On or around July 22, 2000, Baltimore Life issued a life insurance policy, Policy No. GT 00034181 (the “Policy”), payable upon the death of the insured, Joe Rodriguez Torres (“Mr. Torres”). (Pl.'s Mem. P. & A. Supp. Mot. Amend & Serve Publication (“Mem.”) 2, ECF No. 13-1; Compl. ¶ 4, ECF No. 1.) The original owner of the Policy was Washington Trust Bank with the beneficiary being a trust for the benefit of J. Torres Co., Inc., a company owned and operated by Mr. Torres and his wife, Emily Torres. (Mem. 2; Compl. ¶ 11.) Mr. Torres passed away on December 11, 2020. (Mem. 2; Compl. ¶ 8.) Pursuant to Mr. Torres' pour-over wills, the Torres Revocable Living Trust (the “Torres Trust”)-of which Mr. and Mrs. Torres were trustees-was the recipient of all Mr. Torres's assets. (Mem. 2; Compl. ¶¶ 8-9.)

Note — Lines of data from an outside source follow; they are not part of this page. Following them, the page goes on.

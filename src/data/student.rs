use crate::error::{
    BadBirthDateSnafu, BlankSnafu, FormatDateSnafu, NulCharacterSnafu, RosterResult, TooLongSnafu,
    ValidationError,
};
use snafu::{ResultExt, ensure};
use std::fmt::{Display, Formatter};
use time::{Date, format_description::BorrowedFormatItem, macros::format_description};

pub type StudentId = i64;

pub const MAX_NAME_CHARS: usize = 100;
pub const MAX_CITY_CHARS: usize = 100;

const BIRTH_DATE_FORMAT: &[BorrowedFormatItem<'static>] = format_description!("[year]-[month]-[day]");

/// A stored student. Only stores hand these out, so `id` is always one they assigned.
#[derive(Debug, Clone, PartialEq, Eq, sqlx::FromRow)]
pub struct Student {
    pub id: StudentId,
    pub name: String,
    pub city: String,
    pub address: String,
    pub birth_date: Date,
    pub is_active: bool,
}

impl Display for Student {
    fn fmt(&self, f: &mut Formatter<'_>) -> std::fmt::Result {
        f.write_str(&self.name)
    }
}

#[derive(Debug, Clone, PartialEq, Eq)]
pub struct NewStudent {
    pub name: String,
    pub city: String,
    pub address: String,
    pub birth_date: Date,
    pub is_active: bool,
}

impl NewStudent {
    pub fn new(
        name: impl Into<String>,
        city: impl Into<String>,
        address: impl Into<String>,
        birth_date: Date,
    ) -> Self {
        Self {
            name: name.into(),
            city: city.into(),
            address: address.into(),
            birth_date,
            is_active: true,
        }
    }

    #[must_use]
    pub const fn inactive(mut self) -> Self {
        self.is_active = false;
        self
    }

    pub fn validate(&self) -> Result<(), ValidationError> {
        check_name(&self.name)?;
        check_city(&self.city)?;
        check_address(&self.address)
    }

    /// Trims surrounding whitespace off the text fields, then validates what is left.
    pub fn tidied(mut self) -> Result<Self, ValidationError> {
        trim_in_place(&mut self.name);
        trim_in_place(&mut self.city);
        trim_in_place(&mut self.address);
        self.validate()?;
        Ok(self)
    }

    pub(crate) fn into_student(self, id: StudentId) -> Student {
        let Self {
            name,
            city,
            address,
            birth_date,
            is_active,
        } = self;

        Student {
            id,
            name,
            city,
            address,
            birth_date,
            is_active,
        }
    }
}

/// Fields to change on an existing student, `None` leaves the stored value alone.
#[derive(Debug, Clone, Default, PartialEq, Eq)]
pub struct StudentPatch {
    pub name: Option<String>,
    pub city: Option<String>,
    pub address: Option<String>,
    pub birth_date: Option<Date>,
    pub is_active: Option<bool>,
}

impl StudentPatch {
    pub fn validate(&self) -> Result<(), ValidationError> {
        if let Some(name) = &self.name {
            check_name(name)?;
        }
        if let Some(city) = &self.city {
            check_city(city)?;
        }
        if let Some(address) = &self.address {
            check_address(address)?;
        }
        Ok(())
    }

    pub fn tidied(mut self) -> Result<Self, ValidationError> {
        for text in [&mut self.name, &mut self.city, &mut self.address]
            .into_iter()
            .flatten()
        {
            trim_in_place(text);
        }
        self.validate()?;
        Ok(self)
    }

    pub const fn is_empty(&self) -> bool {
        self.name.is_none()
            && self.city.is_none()
            && self.address.is_none()
            && self.birth_date.is_none()
            && self.is_active.is_none()
    }

    pub fn apply_to(self, student: &mut Student) {
        let Self {
            name,
            city,
            address,
            birth_date,
            is_active,
        } = self;

        if let Some(name) = name {
            student.name = name;
        }
        if let Some(city) = city {
            student.city = city;
        }
        if let Some(address) = address {
            student.address = address;
        }
        if let Some(birth_date) = birth_date {
            student.birth_date = birth_date;
        }
        if let Some(is_active) = is_active {
            student.is_active = is_active;
        }
    }
}

fn trim_in_place(value: &mut String) {
    let trimmed = value.trim();
    if trimmed.len() != value.len() {
        *value = trimmed.to_string();
    }
}

//postgres text can't hold NUL, so catch it here rather than as a query error
fn check_no_nul(field: &'static str, value: &str) -> Result<(), ValidationError> {
    ensure!(!value.contains('\0'), NulCharacterSnafu { field });
    Ok(())
}

fn check_not_blank(field: &'static str, value: &str) -> Result<(), ValidationError> {
    ensure!(!value.trim().is_empty(), BlankSnafu { field });
    Ok(())
}

//counts chars rather than bytes, so "São Paulo" is 9 long
fn check_max_chars(field: &'static str, value: &str, max: usize) -> Result<(), ValidationError> {
    let found = value.chars().count();
    ensure!(found <= max, TooLongSnafu { field, max, found });
    Ok(())
}

fn check_name(name: &str) -> Result<(), ValidationError> {
    check_not_blank("name", name)?;
    check_no_nul("name", name)?;
    check_max_chars("name", name, MAX_NAME_CHARS)
}

fn check_city(city: &str) -> Result<(), ValidationError> {
    check_not_blank("city", city)?;
    check_no_nul("city", city)?;
    check_max_chars("city", city, MAX_CITY_CHARS)
}

fn check_address(address: &str) -> Result<(), ValidationError> {
    check_not_blank("address", address)?;
    check_no_nul("address", address)
}

pub fn parse_birth_date(original: &str) -> Result<Date, ValidationError> {
    Date::parse(original.trim(), BIRTH_DATE_FORMAT).context(BadBirthDateSnafu { original })
}

pub fn format_birth_date(date: Date) -> RosterResult<String> {
    date.format(BIRTH_DATE_FORMAT).context(FormatDateSnafu)
}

Plaintiff notifies the Court that the Complaint mistakenly identifies the Policy as GTR 0003418, and that this was a typographical error that has been corrected in Plaintiff's proposed first amended complaint.
Prior to Mr. Torres's death, Washington Trust Bank signed documents purporting to transfer the ownership and beneficiary of the Policy to Mr. and Mrs. Torres individually. (Mem. 2; Compl. ¶ 12.) However, Mr. Torres did not countersign the documents before his passing and the transfer was therefore not completed. (Id.) As such, when Mr. Torres passed away, the Policy was left without a clear owner and no beneficiary, as the trust identified as the original beneficiary no longer existed. (Mem. 2; Compl. ¶ 13.)
On April 12, 2021, Mrs. Torres submitted a claim for the death benefit of the Policy. (Mem. 3; Compl. ¶ 10.) Initially, Mrs. Torres and her son, Joe Torres, Jr., expressed that the Policy death benefits should be transferred directly to Mrs. Torres. (Mem. 3; Decl. Marie J. Ignozzi Supp. Pl.'s Mot. (“Ignozzi Decl.”) ¶ 2, ECF No. 13-3 at 1.) It appeared that Joe Torres, Jr., and Mrs. Torres were of the belief that Mr. Torres had left his assets (including the Policy death benefit) to Mrs. Torres personally, and might not have been aware that Mr. Torres' wills, instead, left all his assets to the Torres Trust. (Id.) Mrs. Torres is the sole trustee for the Torres Trust since Mr. Torres passed away. (Mem. 3; Ignozzi Decl. ¶ 4.) Nonetheless, Joe Torres, Jr., and Mrs. Torres both then, apparently, agreed that the Policy death benefits should be transferred directly to Mrs. Torres, but provided the Plaintiff with the name of their family estate attorney, Robert Brumfield. (Mem. 3; Ignozzi Decl. ¶ 3.)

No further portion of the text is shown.